This is the discussion which we need to be having, and one which has been put off since Jimmy Carter failed to put a tax into place on computers so as to budget for worker re-training for folks whose jobs were eliminated by computers.

Instead, you had situations such as the type compositors unions bargaining for sinecures for their members, rather than participating in, and informing the usage of the new systems, contributing to a decade of ugly "Desktop DTP".

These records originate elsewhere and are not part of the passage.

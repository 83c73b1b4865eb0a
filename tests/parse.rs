use ini_config::{
    parse, CollisionFlags, ErrorCode, ErrorLevel, ParseFlags, ParseOutcome, SectionPolicy, ValuePolicy,
    BUFFER_SIZE, DEFAULT_SECTION, MAX_KEY,
};

fn ok(input: &str, flags: CollisionFlags) -> ini_config::Config {
    match parse(input.as_bytes(), ErrorLevel::StopOnNone, flags, ParseFlags::default(), None).unwrap() {
        ParseOutcome::Ok(config) => config,
        other => panic!("expected Ok, got {other:?}"),
    }
}

#[test]
fn s1_duplicate_key_under_error_returns_fatal_with_first_value_kept() {
    let flags = CollisionFlags {
        section: SectionPolicy::Merge,
        value_within_section: ValuePolicy::Error,
        value_across_sections: ValuePolicy::Overwrite,
    };
    match parse("[a]\nk=1\nk=2\n".as_bytes(), ErrorLevel::StopOnNone, flags, ParseFlags::default(), None).unwrap() {
        ParseOutcome::Fatal(diags) => {
            assert_eq!(diags.len(), 1);
            assert_eq!(diags[0].line, 3);
            assert_eq!(diags[0].code, ErrorCode::DupKey);
        }
        other => panic!("expected Fatal, got {other:?}"),
    }
}

#[test]
fn s2_allow_within_overwrite_across_sections() {
    let flags = CollisionFlags {
        section: SectionPolicy::Merge,
        value_within_section: ValuePolicy::Allow,
        value_across_sections: ValuePolicy::Overwrite,
    };
    let config = ok("[a]\nk=1\n[a]\nk=2\n", flags);
    let section = config.get("a").unwrap();
    assert_eq!(section.len(), 1);
    assert_eq!(section.get("k").unwrap().as_bytes(), b"2");
}

#[test]
fn s3_folded_value_has_two_fragments() {
    let config = ok("[a]\nk=one\n two\n", CollisionFlags::merge_all());
    let value = config.get("a").unwrap().get("k").unwrap();
    assert_eq!(value.fragments(), &[b"one".to_vec(), b" two".to_vec()]);
}

#[test]
fn s4_comment_before_header_lands_on_the_section() {
    let config = ok("; top\n[a]\nk=1\n", CollisionFlags::merge_all());
    let section = config.get("a").unwrap();
    let comment = section.header_comment().unwrap();
    assert_eq!(&comment.lines().next().unwrap()[..], b"; top");
    assert!(section.get("k").unwrap().comment().is_none());
}

#[test]
fn blank_separator_line_is_not_an_error() {
    let config = ok("[a]\nk=1\n\nj=2\n", CollisionFlags::merge_all());
    let section = config.get("a").unwrap();
    assert_eq!(section.get("k").unwrap().as_bytes(), b"1");
    assert_eq!(section.get("j").unwrap().as_bytes(), b"2");
    assert!(config.diagnostics().is_empty());
}

#[test]
fn s5_unterminated_block_comment_is_fatal() {
    match parse(
        "/* unterminated\n".as_bytes(),
        ErrorLevel::StopOnNone,
        CollisionFlags::merge_all(),
        ParseFlags::default(),
        None,
    )
    .unwrap()
    {
        ParseOutcome::Fatal(diags) => {
            // `LineSource` bumps the line counter before it discovers EOF,
            // matching `parser_read`'s unconditional `po->linenum++` ahead
            // of the getline check, so an EOF found while still inside a
            // block comment reports the line past the last one actually read.
            assert_eq!(diags[0].line, 2);
            assert_eq!(diags[0].code, ErrorCode::BadComment);
        }
        other => panic!("expected Fatal, got {other:?}"),
    }
}

#[test]
fn s6_orphan_keys_collect_into_default_section() {
    let config = ok("k=1\n[a]\nk=2\n", CollisionFlags::merge_all());
    assert_eq!(config.get(DEFAULT_SECTION).unwrap().get("k").unwrap().as_bytes(), b"1");
    assert_eq!(config.get("a").unwrap().get("k").unwrap().as_bytes(), b"2");
}

#[test]
fn invariant_preserve_keeps_first_occurrence() {
    let flags = CollisionFlags {
        section: SectionPolicy::Merge,
        value_within_section: ValuePolicy::Preserve,
        value_across_sections: ValuePolicy::Preserve,
    };
    let config = ok("[a]\nk=1\nk=2\nk=3\n", flags);
    let section = config.get("a").unwrap();
    assert_eq!(section.len(), 1);
    assert_eq!(section.get("k").unwrap().as_bytes(), b"1");
}

#[test]
fn invariant_overwrite_keeps_last_occurrence_with_its_own_line() {
    let flags = CollisionFlags {
        section: SectionPolicy::Merge,
        value_within_section: ValuePolicy::Overwrite,
        value_across_sections: ValuePolicy::Overwrite,
    };
    let config = ok("[a]\nk=1\nk=2\nk=3\n", flags);
    let value = config.get("a").unwrap().get("k").unwrap();
    assert_eq!(value.as_bytes(), b"3");
    assert_eq!(value.origin_line(), 4);
}

#[test]
fn invariant_allow_keeps_every_occurrence_in_order() {
    let flags = CollisionFlags {
        section: SectionPolicy::Merge,
        value_within_section: ValuePolicy::Allow,
        value_across_sections: ValuePolicy::Allow,
    };
    let config = ok("[a]\nk=1\nk=2\nk=3\n", flags);
    let section = config.get("a").unwrap();
    assert_eq!(section.len(), 3);
    let values: Vec<&[u8]> = section.iter().map(|(_, v)| v.as_bytes()).collect();
    assert_eq!(values, vec![b"1" as &[u8], b"2", b"3"]);
}

#[test]
fn invariant_every_value_has_at_least_one_fragment() {
    let config = ok("[a]\nk=\n", CollisionFlags::merge_all());
    let value = config.get("a").unwrap().get("k").unwrap();
    assert_eq!(value.fragments().len(), 1);
}

#[test]
fn invariant_folding_fragment_count_matches_span() {
    let config = ok("[a]\nk=one\n two\n three\n", CollisionFlags::merge_all());
    let value = config.get("a").unwrap().get("k").unwrap();
    assert_eq!(value.fragments().len(), 3);
}

#[test]
fn round_trip_canonical_input_is_semantically_stable() {
    let input = "[a]\nj = 1\nk = 2\n[b]\nm = 3\n";
    let first = ok(input, CollisionFlags::merge_all());
    let mut buf = Vec::new();
    first.write_to(&mut buf).unwrap();
    let second = ok(std::str::from_utf8(&buf).unwrap(), CollisionFlags::merge_all());
    assert_eq!(first.get("a").unwrap().len(), second.get("a").unwrap().len());
    assert_eq!(first.get("a").unwrap().get("j").unwrap().as_bytes(), second.get("a").unwrap().get("j").unwrap().as_bytes());
    assert_eq!(first.get("b").unwrap().get("m").unwrap().as_bytes(), second.get("b").unwrap().get("m").unwrap().as_bytes());
}

#[test]
fn detect_mode_is_stable_across_repeated_parses() {
    let flags = CollisionFlags {
        section: SectionPolicy::Merge,
        value_within_section: ValuePolicy::Detect,
        value_across_sections: ValuePolicy::Overwrite,
    };
    let input = "[a]\nk=1\nk=2\nj=3\nj=4\n";
    let diags_of = |input: &str| match parse(input.as_bytes(), ErrorLevel::StopOnNone, flags, ParseFlags::default(), None).unwrap() {
        ParseOutcome::DuplicateDetected(config) => config.diagnostics().to_vec(),
        other => panic!("expected DuplicateDetected, got {other:?}"),
    };
    assert_eq!(diags_of(input), diags_of(input));
}

#[test]
fn boundary_key_length() {
    let ok_key = "k".repeat(MAX_KEY - 1);
    let input = format!("[a]\n{ok_key}=1\n");
    let config = ok(&input, CollisionFlags::merge_all());
    assert!(config.get("a").unwrap().get(&ok_key).is_some());

    let too_long_key = "k".repeat(MAX_KEY);
    let input = format!("[a]\n{too_long_key}=1\n");
    match parse(input.as_bytes(), ErrorLevel::StopOnNone, CollisionFlags::merge_all(), ParseFlags::default(), None).unwrap() {
        ParseOutcome::Fatal(diags) => assert_eq!(diags[0].code, ErrorCode::LongKey),
        other => panic!("expected Fatal, got {other:?}"),
    }
}

#[test]
fn boundary_line_length() {
    let value = "v".repeat(BUFFER_SIZE - 1 - "k=".len());
    let input = format!("[a]\nk={value}\n");
    let config = ok(&input, CollisionFlags::merge_all());
    assert_eq!(config.get("a").unwrap().get("k").unwrap().as_bytes().len(), value.len());

    let too_long_value = "v".repeat(BUFFER_SIZE - "k=".len());
    let input = format!("[a]\nk={too_long_value}\n");
    match parse(input.as_bytes(), ErrorLevel::StopOnNone, CollisionFlags::merge_all(), ParseFlags::default(), None).unwrap() {
        ParseOutcome::Fatal(diags) => assert_eq!(diags[0].code, ErrorCode::LongData),
        other => panic!("expected Fatal, got {other:?}"),
    }
}

#[test]
fn section_error_policy_keeps_only_the_first_section() {
    let flags = CollisionFlags {
        section: SectionPolicy::Error,
        value_within_section: ValuePolicy::Overwrite,
        value_across_sections: ValuePolicy::Overwrite,
    };
    match parse(
        "[a]\nk=1\n[a]\nk=2\n".as_bytes(),
        ErrorLevel::StopOnNone,
        flags,
        ParseFlags::default(),
        None,
    )
    .unwrap()
    {
        ParseOutcome::Fatal(diags) => {
            assert_eq!(diags[0].code, ErrorCode::DupSection);
        }
        other => panic!("expected Fatal, got {other:?}"),
    }
}

#[test]
fn wrap_boundary_is_stamped_onto_every_value() {
    match parse(
        "[a]\nj=1\nk=2\n".as_bytes(),
        ErrorLevel::StopOnNone,
        CollisionFlags::merge_all(),
        ParseFlags::default(),
        Some(72),
    )
    .unwrap()
    {
        ParseOutcome::Ok(config) => {
            let section = config.get("a").unwrap();
            assert_eq!(section.get("j").unwrap().wrap_boundary(), Some(72));
            assert_eq!(section.get("k").unwrap().wrap_boundary(), Some(72));
        }
        other => panic!("expected Ok, got {other:?}"),
    }
}

#[test]
fn invalid_collision_flags_are_rejected_before_any_parsing() {
    let flags = CollisionFlags {
        section: SectionPolicy::Detect,
        value_within_section: ValuePolicy::Error,
        value_across_sections: ValuePolicy::Overwrite,
    };
    assert!(parse("[a]\nk=1\n".as_bytes(), ErrorLevel::StopOnNone, flags, ParseFlags::default(), None).is_err());
}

On-going automation should reduce the total number of hours which humans need to work to ensure that humanity is housed, clothed, fed, &c. --- why aren't we talking about reducing the workweek? See recent story in Tokyo:

https://news.ycombinator.com/item?id=42342203

Or, if the U.S. gathered together all the money used for Disability, SSI, WIC, Unemployment, Welfare, Social Security &c. _and_ their administration and overhead, there would be a significant amount of money --- would that be sufficient to fund a Universal Basic Income?


using estimates online, the sum of the cost of those programs is somewhere around $4 trillion. who is ubi for? if it's all us adults, then that's somewhere around 250m people.

so about $16k of UBI per person per year.


Amazon is going to do that anyway. May as well stand up for your share of the profits.


The thing is, it used to be standard for full-time employees to get a full stock share, but that was bargained away --- anyone know the rationale?


I do not know the rationale, but this is the flip side of collective bargaining: if someone makes a bad deal on my behalf I can no longer deal directly with my employer.


Hard for me to imagine any cases where the union does a worse deal on your behalf than you did yourself. Maybe you're talking about only compensation? Unions bargain for more than just compensation: better healthcare, parental leave, more sick days, caps on hours worked, etc.

In aggregate unions exist to get a bigger share of a company's profits for its workers. (Instead of executives and investors)

But if you have examples, I'd love to read about them.


Bargained away? Which union did that and for what company?


When I started at Amazon full-time employees got a stock unit (once vested), when I came back, that was no longer an option.


That’s because of the lack of a union. Companies can’t just remove benefits that are in a union-bargained contract. (Assuming that would have been one.)


Probably not going to happen anyway.